Both these activities can lead to numbness and a tingling sensation. In some cases, people may jar their elbow in the spot called the funny bone. When this happens, they get smacked with an unpleasant tingling sensation that is far from comforting. By the way, the funny bone really isn’t a bone but is medically called the ulnar nerve. If you squash the nerve though, it does come into contact with the medial epicondyle bone. This results in a shocking nerve pain that spans down the forearm and ends in the fingers.
When you experience the above examples of numbness and tingling, you usually don’t have to worry. It’s just the body’s way of rebelling when you sit too long or you unwittingly “hit the wrong nerve.” Any numbness and tingling that is long-term may be a sign of a neurological condition or may be a sign of damaged nerves. The temporary sensations of numbness and tingling represent paresthesia. In some cases, patients report a pricking sensation. Neuropathy leads to numbness and weakness in the feet and legs, arms and hands, and facial area.
If you have ongoing paresthesia, that’s when you should visit a neurologist. For example, these types of feelings are common and early signs of multiple sclerosis or MS. MS triggers mild to severe cases of paresthesia in various areas, including the arms and hands, legs and feet, and face. In some instances, the patient experiences what is known as an MS hug. The sensations move over the body in a band.
When associated with MS, paresthesia is usually not permanent or debilitating. However, severe numbness may make it difficult for a patient to use a body area with no feeling, thereby making daily activities difficult.
For instance, if you feel numbness in your hands, you can find it difficult to hold things or pick anything up. Likewise, if your legs or feet are numb, driving and walking can prove difficult. Numbness in the face may cause you to bite your tongue. People who experience severe numbness may mistakenly get frostbite or get burned.
If you experience numbness and/or tingling in the fingers, it may be due to calcium deficit called hypocalcemia. Panic attacks or anxiety may lead to tingling and numbness in the hands. The face may become numb if a patient has a gingival infection or a toothache.
Other conditions that require neurological care that cause numbness or tingling may include:
Even a magnesium deficiency can affect your central nervous systems. Magnesium is a nutrient and mineral that regulates nerve functioning. Hypomagnesemia, which is a severe magnesium deficiency, causes ongoing paresthesia.
Often people with diabetic neuropathy will notice tingling or numbness in the legs and feet. Nerve damage may occur over time because of the metabolic impact of the disease.

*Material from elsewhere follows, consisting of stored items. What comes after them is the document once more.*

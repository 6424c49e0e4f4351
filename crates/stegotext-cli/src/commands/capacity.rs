use std::path::PathBuf;

use clap::Args;

use crate::CliResult;

/// Shows how much text fits into an image or WAV audio file
#[derive(Args, Debug)]
pub struct CapacityArgs {
    /// Media file such as PNG image or WAV audio file
    #[arg(short = 'i', long = "in", value_name = "media file", required = true)]
    pub media: PathBuf,

    /// Checks if this message would fit without being truncated
    #[arg(short, long, value_name = "text message")]
    pub message: Option<String>,
}

impl CapacityArgs {
    pub fn run(self) -> CliResult<()> {
        let capacity = stegotext_core::commands::capacity(&self.media)?;
        println!(
            "{} bits, up to {} characters",
            capacity.bits,
            capacity.max_characters()
        );

        if let Some(message) = self.message {
            capacity.check(&message)?;
            println!("The message fits");
        }

        Ok(())
    }
}
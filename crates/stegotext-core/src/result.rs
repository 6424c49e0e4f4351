use crate::error::SteganoError;

pub type Result<T> = std::result::Result<T, SteganoError>;
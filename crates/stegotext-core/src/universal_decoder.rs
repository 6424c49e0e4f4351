use bitstream_io::{BigEndian, BitWrite, BitWriter};
use std::io::{Cursor, Read, Result};

use crate::media::MediaPrimitive;

/// generic unveil algorithm, used for specific ones like LSB
pub trait UnveilAlgorithm {
    /// reads one hidden bit from a carrier primitive
    fn unveil(&self, carrier: MediaPrimitive) -> bool;
}

/// default 1 bit unveil strategy, reads the least significant bit
#[derive(Debug, Clone, Copy, Default)]
pub struct OneBitUnveil;

impl UnveilAlgorithm for OneBitUnveil {
    #[inline(always)]
    fn unveil(&self, carrier: MediaPrimitive) -> bool {
        carrier.lsb()
    }
}

/// generic stegano decoder
///
/// Bits are collected across primitive boundaries in carrier order and packed most significant
/// bit first. Bits that do not complete a byte at the end of the carrier are dropped.
pub struct UniversalDecoder<I, A> {
    input: I,
    algorithm: A,
}

impl<I, A> UniversalDecoder<I, A>
where
    I: Iterator<Item = MediaPrimitive>,
    A: UnveilAlgorithm,
{
    pub fn new(input: I, algorithm: A) -> Self {
        Self { input, algorithm }
    }
}

impl<I, A> Read for UniversalDecoder<I, A>
where
    I: Iterator<Item = MediaPrimitive>,
    A: UnveilAlgorithm,
{
    fn read(&mut self, buf: &mut [u8]) -> Result<usize> {
        // 1 bit per primitive
        let items_to_take = buf.len() << 3;
        let mut bit_buffer = BitWriter::endian(Cursor::new(buf), BigEndian);

        let mut bit_read = 0;
        for carrier in self.input.by_ref().take(items_to_take) {
            bit_buffer.write_bit(self.algorithm.unveil(carrier))?;
            bit_read += 1;
        }

        Ok(bit_read >> 3)
    }
}
use image::RgbImage;

use super::{ImageRgbColor, ImageRgbColorMut};
use crate::codec::{self, EmbedReport, Unveiled};
use crate::media::{Carrier, CodecOptions};
use crate::result::Result;

/// LSB codec for pixel matrices, one bit per color channel
impl Carrier for RgbImage {
    /// 3 bits per pixel
    fn capacity_bits(&self) -> usize {
        self.as_raw().len()
    }

    fn hide_text(&mut self, payload: &str, options: &CodecOptions) -> Result<EmbedReport> {
        let capacity = self.capacity_bits();
        codec::hide_text(ImageRgbColorMut::new(self), capacity, payload, options)
    }

    fn unveil(&self) -> Result<Unveiled> {
        codec::unveil(ImageRgbColor::new(self))
    }
}
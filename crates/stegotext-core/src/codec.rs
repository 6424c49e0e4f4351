//! Hides and unveils sentinel terminated text on any sequence of carrier primitives.

use log::{debug, warn};
use std::io::Read;

use crate::bits::BitString;
use crate::error::SteganoError;
use crate::media::{CapacityPolicy, CodecOptions, MediaPrimitive, MediaPrimitiveMut};
use crate::result::Result;
use crate::sentinel::{frame, SentinelScanner, SENTINEL};
use crate::universal_decoder::{OneBitUnveil, UniversalDecoder};
use crate::universal_encoder::{OneBitHide, UniversalEncoder};

const READ_CHUNK: usize = 64;

/// Outcome of hiding a message
#[derive(Debug, Clone, Copy, PartialEq, Eq)]
pub struct EmbedReport {
    /// bits that made it into the carrier
    pub embedded_bits: usize,
    /// bits of the message including the sentinel
    pub required_bits: usize,
}

impl EmbedReport {
    /// true when the carrier was too small and the tail of the message was dropped
    pub fn is_truncated(&self) -> bool {
        self.embedded_bits < self.required_bits
    }
}

/// Outcome of unveiling a message
#[derive(Debug, Clone, PartialEq, Eq)]
pub enum Unveiled {
    /// a terminated message was found, it might be empty
    Message(String),
    /// the carrier was exhausted without hitting the sentinel
    NotFound,
}

impl Unveiled {
    pub fn is_found(&self) -> bool {
        matches!(self, Unveiled::Message(_))
    }

    /// the message text, empty when nothing was found
    pub fn into_text(self) -> String {
        match self {
            Unveiled::Message(text) => text,
            Unveiled::NotFound => String::new(),
        }
    }
}

/// bits needed to hide the payload together with the sentinel
pub fn required_bits(payload: &str) -> usize {
    (payload.chars().count() + SENTINEL.len()) * 8
}

/// Fails with `CapacityExceeded` when the framed payload does not fit into `capacity_bits`.
pub fn check_capacity(payload: &str, capacity_bits: usize) -> Result<()> {
    let required = required_bits(payload);
    if required > capacity_bits {
        return Err(SteganoError::CapacityExceeded {
            required,
            available: capacity_bits,
        });
    }

    Ok(())
}

/// Frames the payload and hides it bit by bit in the carrier primitives, in iteration order.
///
/// With `CapacityPolicy::Truncate` a payload that does not fit is cut after the last
/// embeddable bit without an error, the report tells about it.
pub(crate) fn hide_text<'c, I>(
    carrier: I,
    capacity_bits: usize,
    payload: &str,
    options: &CodecOptions,
) -> Result<EmbedReport>
where
    I: Iterator<Item = MediaPrimitiveMut<'c>>,
{
    let bits = BitString::from_text(&frame(payload))?;
    debug!("The string after binary conversion: {bits}");
    debug!("Length of binary after conversion: {}", bits.len());

    if options.capacity_policy == CapacityPolicy::Reject {
        check_capacity(payload, capacity_bits)?;
    }

    let mut encoder = UniversalEncoder::new(carrier, OneBitHide);
    let report = EmbedReport {
        embedded_bits: encoder.hide_bits(bits.iter()),
        required_bits: bits.len(),
    };

    if report.is_truncated() {
        warn!(
            "carrier capacity of {capacity_bits} bits exceeded, only {} of {} bits were hidden",
            report.embedded_bits, report.required_bits
        );
    }

    Ok(report)
}

/// Reads the carrier byte by byte until the sentinel shows up or the carrier is exhausted.
pub(crate) fn unveil<I>(carrier: I) -> Result<Unveiled>
where
    I: Iterator<Item = MediaPrimitive>,
{
    let mut decoder = UniversalDecoder::new(carrier, OneBitUnveil);
    let mut scanner = SentinelScanner::new();
    let mut buf = [0u8; READ_CHUNK];

    loop {
        let n = decoder.read(&mut buf)?;
        if n == 0 {
            debug!(
                "no terminator found after scanning {} bytes",
                scanner.consumed()
            );
            return Ok(Unveiled::NotFound);
        }
        if let Some(message) = buf[..n].iter().find_map(|b| scanner.push(*b)) {
            debug!("terminator found after {} bytes", scanner.consumed());
            return Ok(Unveiled::Message(message));
        }
    }
}
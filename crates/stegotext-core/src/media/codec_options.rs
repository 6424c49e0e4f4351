/// Codec configuration for hiding messages
#[derive(Debug, Default, Clone, Copy, PartialEq, Eq)]
pub struct CodecOptions {
    /// Decides what happens when the message does not fit into the carrier
    pub capacity_policy: CapacityPolicy,
}

impl CodecOptions {
    pub fn with_capacity_policy(mut self, capacity_policy: CapacityPolicy) -> Self {
        self.capacity_policy = capacity_policy;
        self
    }
}

/// What to do with a message that is bigger than the carrier capacity
#[derive(Debug, Default, Clone, Copy, PartialEq, Eq)]
pub enum CapacityPolicy {
    /// Hide as many bits as fit and silently drop the rest.
    /// The message can then not be unveiled anymore, unless the sentinel made it in.
    #[default]
    Truncate,
    /// Fail with `CapacityExceeded` before touching the carrier
    Reject,
}
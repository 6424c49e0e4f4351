pub mod capacity;
pub mod hide;
pub mod unveil;
use criterion::{criterion_group, criterion_main, Criterion};
use image::{ImageBuffer, Rgb, RgbImage};
use stegotext_core::{Carrier, CodecOptions};

pub fn image_decoding(c: &mut Criterion) {
    c.bench_function("Image Decoding", |b| {
        let mut img: RgbImage =
            ImageBuffer::from_fn(512, 512, |x, y| Rgb([x as u8, y as u8, (x ^ y) as u8]));
        img.hide_text("Hello World!", &CodecOptions::default())
            .expect("Cannot hide secret message");

        b.iter(|| img.unveil().expect("Failed to unveil"))
    });

    c.bench_function("Image Decoding without secret", |b| {
        let img: RgbImage = ImageBuffer::new(512, 512);

        b.iter(|| img.unveil().expect("Failed to unveil"))
    });
}

criterion_group!(benches, image_decoding);
criterion_main!(benches);
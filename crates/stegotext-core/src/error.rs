use thiserror::Error;

#[derive(Error, Debug)]
pub enum SteganoError {
    /// Represents an input for the binary digit conversion that has no 8 bit representation.
    /// For example a character above U+00FF or an integer bigger than 255
    #[error("Input type not supported: {0}")]
    UnsupportedInputType(String),

    /// Represents a payload that does not fit into the carrier, only raised on request
    #[error(
        "Capacity Error: the message requires {required} bits but the carrier offers only {available} bits"
    )]
    CapacityExceeded { required: usize, available: usize },

    /// Represents an unsupported carrier media. For example, a Movie file is not supported
    #[error("Media format is not supported")]
    UnsupportedMedia,

    /// Represents an invalid carrier audio media. For example, a broken WAV file
    #[error("Audio media is invalid")]
    InvalidAudioMedia,

    /// Represents an invalid carrier image media. For example, a broken PNG file
    #[error("Image media is invalid")]
    InvalidImageMedia,

    /// Represents an unveil of no secret data. For example when a media did not contain any terminated message
    #[error("No secret data found")]
    NoSecretData,

    /// Represents a failure to write target file.
    #[error("Write error")]
    WriteError { source: std::io::Error },

    /// Represents a failure when encoding an audio file.
    #[error("Audio encoding error")]
    AudioEncodingError,

    /// Represents a failure when encoding an image file.
    #[error("Image encoding error")]
    ImageEncodingError,

    /// Represents a failure when creating an audio file.
    #[error("Audio creation error")]
    AudioCreationError,

    /// Represents all other cases of `std::io::Error`.
    #[error(transparent)]
    IoError(#[from] std::io::Error),

    #[error("No carrier media set")]
    CarrierNotSet,

    #[error("No target file set")]
    TargetNotSet,

    #[error("API Error: Missing message")]
    MissingMessage,
}
use std::path::PathBuf;

use clap::Args;

use crate::CliResult;

/// Unveils a text message from an image or WAV audio file
#[derive(Args, Debug)]
pub struct UnveilArgs {
    /// Source media that contains a secret message
    #[arg(
        short = 'i',
        long = "in",
        value_name = "media source file",
        required = true
    )]
    pub media: PathBuf,
}

impl UnveilArgs {
    pub fn run(self) -> CliResult<()> {
        let message = stegotext_core::commands::unveil(&self.media)?;
        println!("{message}");

        Ok(())
    }
}
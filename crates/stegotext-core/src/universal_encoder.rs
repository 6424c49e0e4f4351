use log::trace;

use crate::media::MediaPrimitiveMut;

/// generic hiding algorithm, used for specific ones like LSB
pub trait HideAlgorithm {
    /// hides one bit in a carrier primitive
    fn hide(&self, carrier: MediaPrimitiveMut<'_>, bit: bool);
}

/// default 1 bit hiding strategy, replaces the least significant bit
#[derive(Debug, Clone, Copy, Default)]
pub struct OneBitHide;

impl HideAlgorithm for OneBitHide {
    #[inline(always)]
    fn hide(&self, carrier: MediaPrimitiveMut<'_>, bit: bool) {
        match carrier {
            MediaPrimitiveMut::ImageColorChannel(b) | MediaPrimitiveMut::AudioSampleByte(b) => {
                *b = (*b & (u8::MAX - 1)) | u8::from(bit);
            }
        }
    }
}

/// generic stegano encoder, walks the carrier primitives in order and hides one bit in each
pub struct UniversalEncoder<I, A> {
    input: I,
    algorithm: A,
    bits_hidden: usize,
}

impl<'c, I, A> UniversalEncoder<I, A>
where
    I: Iterator<Item = MediaPrimitiveMut<'c>>,
    A: HideAlgorithm,
{
    pub fn new(input: I, algorithm: A) -> Self {
        Self {
            input,
            algorithm,
            bits_hidden: 0,
        }
    }

    /// Hides bits until either the bits or the carrier run out.
    ///
    /// Returns the number of bits hidden by this call, carrier primitives after the last
    /// hidden bit are not touched.
    pub fn hide_bits<B: IntoIterator<Item = bool>>(&mut self, bits: B) -> usize {
        let mut hidden = 0;
        for bit in bits {
            let Some(primitive) = self.input.next() else {
                trace!("carrier exhausted after {} bits", self.bits_hidden + hidden);
                break;
            };
            self.algorithm.hide(primitive, bit);
            hidden += 1;
        }
        self.bits_hidden += hidden;

        hidden
    }

    /// total number of bits hidden so far
    pub fn bits_hidden(&self) -> usize {
        self.bits_hidden
    }
}

#[cfg(test)]
mod tests {
    use super::*;

    #[test]
    fn should_only_replace_the_least_significant_bit() {
        let mut a = 0b1010_1010u8;
        let mut b = 0b1010_1011u8;
        OneBitHide.hide(MediaPrimitiveMut::ImageColorChannel(&mut a), true);
        OneBitHide.hide(MediaPrimitiveMut::AudioSampleByte(&mut b), false);

        assert_eq!(a, 0b1010_1011);
        assert_eq!(b, 0b1010_1010);
    }

    #[test]
    fn should_stop_when_the_carrier_is_exhausted() {
        let mut carrier = [0u8; 3];
        let mut encoder = UniversalEncoder::new(
            carrier.iter_mut().map(MediaPrimitiveMut::AudioSampleByte),
            OneBitHide,
        );

        assert_eq!(encoder.hide_bits([true, true, false, true, true]), 3);
        assert_eq!(encoder.bits_hidden(), 3);
        drop(encoder);

        assert_eq!(carrier, [1, 1, 0]);
    }

    #[test]
    fn should_leave_the_rest_of_the_carrier_untouched() {
        let mut carrier = [0xffu8; 4];
        {
            let mut encoder = UniversalEncoder::new(
                carrier.iter_mut().map(MediaPrimitiveMut::AudioSampleByte),
                OneBitHide,
            );
            encoder.hide_bits([false]);
            encoder.hide_bits([false]);
        }

        assert_eq!(carrier, [0xfe, 0xfe, 0xff, 0xff]);
    }
}
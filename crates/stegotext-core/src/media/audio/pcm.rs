use byteorder::{ByteOrder, LittleEndian, WriteBytesExt};
use hound::{SampleFormat, WavReader, WavSpec, WavWriter};
use log::{debug, error};
use std::io::{Read, Seek, Write};
use std::path::Path;

use crate::error::SteganoError;
use crate::result::Result;

/// The WAV parameters that have to survive hiding unchanged
#[derive(Debug, Clone, Copy, PartialEq, Eq)]
pub struct AudioParams {
    pub channels: u16,
    /// bytes per sample, 1 to 4
    pub sample_width: u16,
    pub frame_rate: u32,
    pub frame_count: u32,
}

impl AudioParams {
    /// bytes of one frame, all channels together
    pub fn frame_width(&self) -> usize {
        usize::from(self.channels) * usize::from(self.sample_width)
    }

    /// Only integer PCM with 1 to 4 bytes per sample and at least one channel can be written.
    pub fn validate(&self) -> Result<()> {
        if !(1..=4).contains(&self.sample_width) {
            error!("Unsupported sample width of {} bytes", self.sample_width);
            return Err(SteganoError::InvalidAudioMedia);
        }
        if self.channels == 0 {
            error!("Audio without channels is not supported");
            return Err(SteganoError::InvalidAudioMedia);
        }

        Ok(())
    }

    /// the `hound` spec to write a WAV container with
    pub fn spec(&self) -> WavSpec {
        WavSpec {
            channels: self.channels,
            sample_rate: self.frame_rate,
            bits_per_sample: self.sample_width.saturating_mul(8),
            sample_format: SampleFormat::Int,
        }
    }
}

/// Raw PCM sample bytes, laid out as in a WAV file: little endian, frames interleaved.
#[derive(Debug, Clone, PartialEq, Eq)]
pub struct PcmBuffer {
    params: AudioParams,
    frames: Vec<u8>,
}

impl PcmBuffer {
    /// Fails with `InvalidAudioMedia` when `params` cannot be written as WAV or `frames`
    /// does not hold whole frames.
    pub fn new(params: AudioParams, frames: Vec<u8>) -> Result<Self> {
        params.validate()?;
        if frames.len() % params.frame_width() != 0 {
            error!(
                "{} PCM bytes do not split into frames of {} bytes",
                frames.len(),
                params.frame_width()
            );
            return Err(SteganoError::InvalidAudioMedia);
        }

        Ok(Self { params, frames })
    }

    pub fn from_file(f: &Path) -> Result<Self> {
        let reader = WavReader::open(f).map_err(|e| {
            error!("Error opening audio file {f:?}: {e}");
            SteganoError::InvalidAudioMedia
        })?;

        Self::from_wav_reader(reader)
    }

    /// Reads integer PCM with 8, 16, 24 or 32 bits per sample.
    pub fn from_wav_reader<R: Read>(mut reader: WavReader<R>) -> Result<Self> {
        let spec = reader.spec();
        if spec.sample_format != SampleFormat::Int {
            error!("Only integer PCM audio is supported, got {:?}", spec.sample_format);
            return Err(SteganoError::InvalidAudioMedia);
        }
        let sample_width = match spec.bits_per_sample {
            8 => 1,
            16 => 2,
            24 => 3,
            32 => 4,
            other => {
                error!("Unsupported sample width of {other} bits");
                return Err(SteganoError::InvalidAudioMedia);
            }
        };
        let params = AudioParams {
            channels: spec.channels,
            sample_width,
            frame_rate: spec.sample_rate,
            frame_count: reader.duration(),
        };

        let mut frames = Vec::with_capacity(reader.len() as usize * sample_width as usize);
        for sample in reader.samples::<i32>() {
            let sample = sample.map_err(|e| {
                error!("Error reading audio sample: {e}");
                SteganoError::InvalidAudioMedia
            })?;
            match sample_width {
                // 8 bit WAV is stored unsigned
                1 => frames.push((sample + 128) as u8),
                2 => frames.write_i16::<LittleEndian>(sample as i16)?,
                3 => frames.write_i24::<LittleEndian>(sample)?,
                _ => frames.write_i32::<LittleEndian>(sample)?,
            }
        }
        debug!("read {} PCM bytes with {params:?}", frames.len());

        Ok(Self { params, frames })
    }

    pub fn params(&self) -> &AudioParams {
        &self.params
    }

    pub fn frames(&self) -> &[u8] {
        &self.frames
    }

    /// the buffer size is fixed, only the bytes can change
    pub fn frames_mut(&mut self) -> &mut [u8] {
        &mut self.frames
    }

    pub fn into_parts(self) -> (AudioParams, Vec<u8>) {
        (self.params, self.frames)
    }

    /// Writes a WAV container with the unchanged parameters and the current bytes.
    pub fn write_wav<W: Write + Seek>(&self, writer: W) -> Result<()> {
        let mut wav_writer = WavWriter::new(writer, self.params.spec()).map_err(|e| {
            error!("Error creating audio: {e}");
            SteganoError::AudioCreationError
        })?;

        let width = usize::from(self.params.sample_width);
        for chunk in self.frames.chunks_exact(width) {
            let sample = match width {
                1 => i32::from(chunk[0]) - 128,
                2 => i32::from(LittleEndian::read_i16(chunk)),
                3 => LittleEndian::read_i24(chunk),
                _ => LittleEndian::read_i32(chunk),
            };
            wav_writer.write_sample(sample).map_err(|e| {
                error!("Error writing audio sample: {e}");
                SteganoError::AudioEncodingError
            })?;
        }
        wav_writer.finalize().map_err(|e| {
            error!("Error finalizing audio: {e}");
            SteganoError::AudioEncodingError
        })?;

        Ok(())
    }
}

Peripheral neuropathy is a form of nerve damage that appears in the toes and feet, which causes pain and numbness. The condition, in rare instances, affects the arms and hands. Also called peripheral neuritis, peripheral neuropathy may be attributed to diabetes but may also result from the administration of certain medications.
These medicines may include antidepressants, such as amitriptyline or pain medicines, such as oxycodone. Liver damage resulting from the excess use of alcohol may also lead to peripheral neuropathy.
If you have ongoing problems with numbness and/or tingling, you’ll need to have the condition checked by a neurologist. Paresthesia or neuropathy is determined and diagnosed through a patient’s medical history and a physical exam. This exam may include testing the patient's temperature, touch, reflexes, and muscle functioning.
Medical tests used to identify numbness or tingling may include blood tests, imaging, or nerve conduction. A blood test can determine specific conditions, such as nutritional deficiencies or diabetes.
Imaging tests, such as MRIs or X-rays, allow a neurologist to look for growths or injuries such as a tumor herniated disc. He or she may examine the brain to check for a brain disorder, stroke, MS, or tumor. When nerve condition is used, the physician places electrodes over certain nerves and emits an electrical signal to check for damage or injury.
Some tests involve the use of electromyography. During this exam, the medical practitioner inserts a small needle into a muscle. This procedure is combined with nerve conduction to check for muscle or nerve damage.
If you have been experiencing numbness and/or tingling that is ongoing, whether frequent or infrequent, contact a neurologist and check out the reason for the reaction. The sooner you get an answer, the sooner you can receive treatment and experience some relief.